## TASK MATERIAL
#####

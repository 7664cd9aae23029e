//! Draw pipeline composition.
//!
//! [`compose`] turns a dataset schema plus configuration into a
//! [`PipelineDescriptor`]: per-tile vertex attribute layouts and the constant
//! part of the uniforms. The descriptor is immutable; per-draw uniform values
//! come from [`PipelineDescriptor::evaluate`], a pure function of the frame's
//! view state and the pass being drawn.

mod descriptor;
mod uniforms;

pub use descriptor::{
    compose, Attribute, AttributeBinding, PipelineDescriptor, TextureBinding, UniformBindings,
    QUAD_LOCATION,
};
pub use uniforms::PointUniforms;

#####

## WHAT YOU NEED TO DO
Once you find the line with "configuration into a" in the entries above, output it and each line after it up to and including the line with "of the frame's", and nothing else.

## TASK RESULT
//! [`compose`] turns a dataset schema plus configuration into a
//! [`PipelineDescriptor`]: per-tile vertex attribute layouts and the constant
//! part of the uniforms. The descriptor is immutable; per-draw uniform values
//! come from [`PipelineDescriptor::evaluate`], a pure function of the frame's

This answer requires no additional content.